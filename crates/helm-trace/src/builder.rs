// SPDX-License-Identifier: MIT OR Apache-2.0
//! Builder for constructing and sealing [`Trace`]s.

use chrono::Utc;
use helm_core::{
    EntityLinks, StepDetail, TokenUsage, Trace, TraceOutput, TraceStep, ToolCallSummary,
    next_trace_id,
};
use std::collections::BTreeMap;

/// Accumulates an execution's steps and seals exactly once.
///
/// Sealing consumes the builder, so a sealed trace can never be appended to
/// again; only labels and annotations may change afterwards.
///
/// Usage and cost totals are accumulated on every
/// [`StepDetail::LlmCall`] append, keeping the summary invariant
/// (`usage == Σ llm_call steps`) true by construction.
#[derive(Debug)]
pub struct TraceBuilder {
    trace: Trace,
}

impl TraceBuilder {
    /// Start a trace for an admitted request. The id is assigned here and is
    /// time-ordered.
    #[must_use]
    pub fn new(
        tenant_id: impl Into<String>,
        workspace_id: impl Into<String>,
        agent_role: impl Into<String>,
        model: impl Into<String>,
        provider: impl Into<String>,
        input_message: impl Into<String>,
        history_len: usize,
    ) -> Self {
        Self {
            trace: Trace {
                id: next_trace_id(),
                tenant_id: tenant_id.into(),
                workspace_id: workspace_id.into(),
                agent_role: agent_role.into(),
                started_at: Utc::now(),
                completed_at: None,
                duration_ms: None,
                workspace_hash: None,
                skill_versions: BTreeMap::new(),
                model: model.into(),
                provider: provider.into(),
                input_message: input_message.into(),
                history_len,
                steps: Vec::new(),
                output: None,
                usage: TokenUsage::default(),
                cost: 0.0,
                redacted_prompt: None,
                error: None,
                labels: BTreeMap::new(),
                entities: EntityLinks::default(),
            },
        }
    }

    /// The assigned trace id.
    #[must_use]
    pub fn id(&self) -> &str {
        &self.trace.id
    }

    /// Record the resolved workspace snapshot hash.
    pub fn set_workspace_hash(&mut self, hash: impl Into<String>) {
        self.trace.workspace_hash = Some(hash.into());
    }

    /// Record the resolved skill versions.
    pub fn set_skill_versions(&mut self, versions: BTreeMap<String, String>) {
        self.trace.skill_versions = versions;
    }

    /// Update the serving model/provider (after a failover they differ from
    /// the requested pair).
    pub fn set_served_by(&mut self, model: impl Into<String>, provider: impl Into<String>) {
        self.trace.model = model.into();
        self.trace.provider = provider.into();
    }

    /// Capture the redacted prompt.
    pub fn set_redacted_prompt(&mut self, prompt: impl Into<String>) {
        self.trace.redacted_prompt = Some(prompt.into());
    }

    /// Link the trace to control-plane entities.
    pub fn set_entities(&mut self, entities: EntityLinks) {
        self.trace.entities = entities;
    }

    /// Add a label.
    pub fn label(&mut self, key: impl Into<String>, value: impl Into<String>) {
        self.trace.labels.insert(key.into(), value.into());
    }

    /// Append a step with the current timestamp. Model-call steps roll their
    /// usage and cost into the summary totals.
    pub fn push_step(&mut self, detail: StepDetail, duration_ms: u64) {
        if let StepDetail::LlmCall {
            input_tokens,
            output_tokens,
            cost,
            ..
        } = &detail
        {
            self.trace
                .usage
                .add(&TokenUsage::new(*input_tokens, *output_tokens));
            self.trace.cost += cost;
        }
        self.trace.steps.push(TraceStep {
            at: Utc::now(),
            duration_ms,
            detail,
        });
    }

    /// Successful tool calls recorded so far, for the finalized output.
    #[must_use]
    pub fn successful_tool_calls(&self) -> Vec<ToolCallSummary> {
        let mut names: BTreeMap<&str, &str> = BTreeMap::new();
        for step in &self.trace.steps {
            if let StepDetail::ToolCall { id, name, .. } = &step.detail {
                names.insert(id.as_str(), name.as_str());
            }
        }
        self.trace
            .steps
            .iter()
            .filter_map(|step| match &step.detail {
                StepDetail::ToolResult { id, success: true, .. } => Some(ToolCallSummary {
                    id: id.clone(),
                    name: names.get(id.as_str()).unwrap_or(&"").to_string(),
                    duration_ms: step.duration_ms,
                }),
                _ => None,
            })
            .collect()
    }

    /// Seal with a successful output. Consumes the builder.
    #[must_use]
    pub fn seal(mut self, message: impl Into<String>) -> Trace {
        self.trace.output = Some(TraceOutput {
            message: message.into(),
            tool_calls: self.successful_tool_calls(),
        });
        self.finish()
    }

    /// Seal with a terminal error. Consumes the builder.
    #[must_use]
    pub fn seal_with_error(mut self, kind: &str, message: impl Into<String>) -> Trace {
        let message = message.into();
        self.trace.error = Some(message.clone());
        self.push_step(
            StepDetail::Error {
                kind: kind.to_string(),
                message,
            },
            0,
        );
        self.finish()
    }

    fn finish(mut self) -> Trace {
        let completed = Utc::now();
        self.trace.duration_ms = Some(
            (completed - self.trace.started_at)
                .num_milliseconds()
                .max(0) as u64,
        );
        self.trace.completed_at = Some(completed);
        self.trace
    }
}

▶ **TASK DESCRIPTION**:
Every line of the listing is to be returned exactly as given.

▶ **FINAL ANSWER**:
filename crates/helm-trace/src/builder.rs
// SPDX-License-Identifier: MIT OR Apache-2.0
//! Builder for constructing and sealing [`Trace`]s.

use chrono::Utc;
use helm_core::{
    EntityLinks, StepDetail, TokenUsage, Trace, TraceOutput, TraceStep, ToolCallSummary,
    next_trace_id,
};
use std::collections::BTreeMap;

/// Accumulates an execution's steps and seals exactly once.
///
/// Sealing consumes the builder, so a sealed trace can never be appended to
/// again; only labels and annotations may change afterwards.
///
/// Usage and cost totals are accumulated on every
/// [`StepDetail::LlmCall`] append, keeping the summary invariant
/// (`usage == Σ llm_call steps`) true by construction.
#[derive(Debug)]
pub struct TraceBuilder {
    trace: Trace,
}

impl TraceBuilder {
    /// Start a trace for an admitted request. The id is assigned here and is
    /// time-ordered.
    #[must_use]
    pub fn new(
        tenant_id: impl Into<String>,
        workspace_id: impl Into<String>,
        agent_role: impl Into<String>,
        model: impl Into<String>,
        provider: impl Into<String>,
        input_message: impl Into<String>,
        history_len: usize,
    ) -> Self {
        Self {
            trace: Trace {
                id: next_trace_id(),
                tenant_id: tenant_id.into(),
                workspace_id: workspace_id.into(),
                agent_role: agent_role.into(),
                started_at: Utc::now(),
                completed_at: None,
                duration_ms: None,
                workspace_hash: None,
                skill_versions: BTreeMap::new(),
                model: model.into(),
                provider: provider.into(),
                input_message: input_message.into(),
                history_len,
                steps: Vec::new(),
                output: None,
                usage: TokenUsage::default(),
                cost: 0.0,
                redacted_prompt: None,
                error: None,
                labels: BTreeMap::new(),
                entities: EntityLinks::default(),
            },
        }
    }

    /// The assigned trace id.
    #[must_use]
    pub fn id(&self) -> &str {
        &self.trace.id
    }

    /// Record the resolved workspace snapshot hash.
    pub fn set_workspace_hash(&mut self, hash: impl Into<String>) {
        self.trace.workspace_hash = Some(hash.into());
    }

    /// Record the resolved skill versions.
    pub fn set_skill_versions(&mut self, versions: BTreeMap<String, String>) {
        self.trace.skill_versions = versions;
    }

    /// Update the serving model/provider (after a failover they differ from
    /// the requested pair).
    pub fn set_served_by(&mut self, model: impl Into<String>, provider: impl Into<String>) {
        self.trace.model = model.into();
        self.trace.provider = provider.into();
    }

    /// Capture the redacted prompt.
    pub fn set_redacted_prompt(&mut self, prompt: impl Into<String>) {
        self.trace.redacted_prompt = Some(prompt.into());
    }

    /// Link the trace to control-plane entities.
    pub fn set_entities(&mut self, entities: EntityLinks) {
        self.trace.entities = entities;
    }

    /// Add a label.
    pub fn label(&mut self, key: impl Into<String>, value: impl Into<String>) {
        self.trace.labels.insert(key.into(), value.into());
    }

    /// Append a step with the current timestamp. Model-call steps roll their
    /// usage and cost into the summary totals.
    pub fn push_step(&mut self, detail: StepDetail, duration_ms: u64) {
        if let StepDetail::LlmCall {
            input_tokens,
            output_tokens,
            cost,
            ..
        } = &detail
        {
            self.trace
                .usage
                .add(&TokenUsage::new(*input_tokens, *output_tokens));
            self.trace.cost += cost;
        }
        self.trace.steps.push(TraceStep {
            at: Utc::now(),
            duration_ms,
            detail,
        });
    }

    /// Successful tool calls recorded so far, for the finalized output.
    #[must_use]
    pub fn successful_tool_calls(&self) -> Vec<ToolCallSummary> {
        let mut names: BTreeMap<&str, &str> = BTreeMap::new();
        for step in &self.trace.steps {
            if let StepDetail::ToolCall { id, name, .. } = &step.detail {
                names.insert(id.as_str(), name.as_str());
            }
        }
        self.trace
            .steps
            .iter()
            .filter_map(|step| match &step.detail {
                StepDetail::ToolResult { id, success: true, .. } => Some(ToolCallSummary {
                    id: id.clone(),
                    name: names.get(id.as_str()).unwrap_or(&"").to_string(),
                    duration_ms: step.duration_ms,
                }),
                _ => None,
            })
            .collect()
    }

    /// Seal with a successful output. Consumes the builder.
    #[must_use]
    pub fn seal(mut self, message: impl Into<String>) -> Trace {
        self.trace.output = Some(TraceOutput {
            message: message.into(),
            tool_calls: self.successful_tool_calls(),
        });
        self.finish()
    }

    /// Seal with a terminal error. Consumes the builder.
    #[must_use]
    pub fn seal_with_error(mut self, kind: &str, message: impl Into<String>) -> Trace {
        let message = message.into();
        self.trace.error = Some(message.clone());
        self.push_step(
            StepDetail::Error {
                kind: kind.to_string(),
                message,
            },
            0,
        );
        self.finish()
    }

    fn finish(mut self) -> Trace {
        let completed = Utc::now();
        self.trace.duration_ms = Some(
            (completed - self.trace.started_at)
                .num_milliseconds()
                .max(0) as u64,
        );
        self.trace.completed_at = Some(completed);
        self.trace
    }
}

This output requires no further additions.